The long-term effects of COVID-19 on children remain to be seen. However, University of Southern California researchers Molly Crimmins Easterlin, Eileen M. Crimmins, and Caleb E. Finch are calling attention to the impact on children born to mothers who contracted COVID-19 during pregnancy, particularly before vaccines became available.7 Will those children age faster?

They point to findings from the 1918 influenza pandemic: Compared with their slightly older and younger peers, those born during that pandemic died earlier in adulthood and developed more diabetes, heart disease, and depression in middle age. The research team voiced the possibility that children born during the COVID-19 pandemic will be affected by “exposure to maternal infection and/or the stress of the pandemic environment,” and called for research tracking these children over the long term.

This article reflects research supported by the National Institute on Aging of the National Institutes of Health at the Centers on the Demography and Economics of Aging and Centers on the Demography and Economics of Alzheimer’s Disease/Alzheimer’s Disease and Related Dementias.
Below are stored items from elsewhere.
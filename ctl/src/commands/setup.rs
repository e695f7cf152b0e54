use std::{io::Write, path::Path};

use anyhow::Context;
use tether_db::{
    SqliteStorage,
    storage::{AgentStore, PairingKeyStore, Storage},
};
use tether_pce::{PceConfig, PolicyController};

pub async fn db_setup(path: &Path, out: &mut impl Write) -> anyhow::Result<()> {
    SqliteStorage::create(path, 1)
        .await
        .with_context(|| format!("failed to create database {}", path.display()))?;

    writeln!(out, "Database created at {}", path.display())?;
    Ok(())
}

pub async fn status(
    stg: &impl Storage,
    pce: &PceConfig,
    out: &mut impl Write,
) -> anyhow::Result<()> {
    stg.ping().await.context("database is not responding")?;

    let keys = PairingKeyStore::list(stg).await?;
    let agents = AgentStore::list(stg).await?;

    writeln!(out, "Database:          ok")?;
    writeln!(out, "Pairing keys:      {}", keys.len())?;
    writeln!(out, "Agents:            {}", agents.len())?;

    if !pce.is_configured() {
        writeln!(out, "Policy controller: not configured")?;
        return Ok(());
    }

    let controller = pce.client()?;
    controller_status(&controller, out).await
}

pub(crate) async fn controller_status(
    controller: &dyn PolicyController,
    out: &mut impl Write,
) -> anyhow::Result<()> {
    let version = controller
        .product_version()
        .await
        .context("policy controller is unreachable")?;

    writeln!(out, "Policy controller: ok (version {version})")?;
    Ok(())
}
use std::fmt;

use chrono::{DateTime, Utc};
use rand::{Rng, distr::Alphanumeric};
use uuid::Uuid;

/// Length of a generated agent credential.
pub const CREDENTIAL_LENGTH: usize = 64;

#[derive(Clone, PartialEq, Eq)]
pub struct DbAgent {
    pub id: Uuid,

    /// Agent name, unique across all agents (typically the workload hostname)
    pub name: String,

    /// Href of the policy-controller workload this agent represents
    pub workload_ref: String,

    /// Secret the agent presents on every call after pairing
    pub credential: String,

    /// Last time the agent sent a heartbeat (creation time until then)
    pub last_heartbeat: DateTime<Utc>,

    /// When this agent was created
    pub created_at: DateTime<Utc>,
}

impl DbAgent {
    /// Build a new agent record with a fresh id and credential.
    pub fn new(name: &str, workload_ref: &str, now: DateTime<Utc>) -> Self {
        Self {
            id: Uuid::new_v4(),
            name: name.to_string(),
            workload_ref: workload_ref.to_string(),
            credential: generate_credential(),
            last_heartbeat: now,
            created_at: now,
        }
    }
}

// Keeps the credential out of logs and panics.
impl fmt::Debug for DbAgent {
    fn fmt(&self, f: &mut fmt::Formatter<'_>) -> fmt::Result {
        f.debug_struct("DbAgent")
            .field("id", &self.id)
            .field("name", &self.name)
            .field("workload_ref", &self.workload_ref)
            .field("credential", &"<redacted>")
            .field("last_heartbeat", &self.last_heartbeat)
            .field("created_at", &self.created_at)
            .finish()
    }
}

pub fn generate_credential() -> String {
    rand::rng()
        .sample_iter(Alphanumeric)
        .take(CREDENTIAL_LENGTH)
        .map(char::from)
        .collect()
}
  1. Johanna A. Thunell, Patricia Ferido, and Julie M. Zissimopoulos, “COVID-19 Hospitalization and Mortality in Community-Dwelling Racially and Ethnically Diverse Persons Living With Dementia,” Journal of the American Geriatrics Society 71, no. 5 (2023): 1429-39.
  2. Ryon J. Cobb, Christy L. Erving, and W. Carson Byrd, “Perceived COVID-19 Health Threat Increases Psychological Distress Among Black Americans,” Ethnic and Racial Studies 44, no. 5 (2021): 806-18.
  3. Cassandra L. Hua et al., “Excess Mortality Among Assisted Living Residents With Dementia During the COVID-19 Pandemic,” Journal of the American Medical Directors Association 23, no. 10 (2022): 1743-49.
  4. Jennifer A. Schrack, Abigail E. Corkum, and Vicki A. Freedman, “COVID-19 Pandemic Experiences of Older Adults With Dementia in Community and Residential Care Settings: Results From a U.S. National Survey,” Alzheimer’s & Dementia 14, no. 1 (2022): e12382.
  5. Monique J. Brown et al., “COVID-19 Related Changes in Assistance Networks for Older Adults With and Without Dementia,” Journals of Gerontology, Series B: Psychological Sciences and Social Science 78, no. S1 (2023): S81-90.
  6. Lindsay C. Kobayashi et al., “Acute Relationships Between Mental Health and Cognitive Function During the COVID-19 Pandemic: Longitudinal Evidence From Middle-Aged and Older US Adults,” SSM Mental Health 2 (2022): 100097.
  7. Molly Crimmins Easterlin, Eileen M. Crimmins, and Caleb E. Finch, “Will Prenatal Exposure to SARS-CoV-2 Define a Birth Cohort With Accelerated Aging in the Century Ahead?Journal of Developmental Origins of Health and Disease 12, no. 5 (2021): 683-7.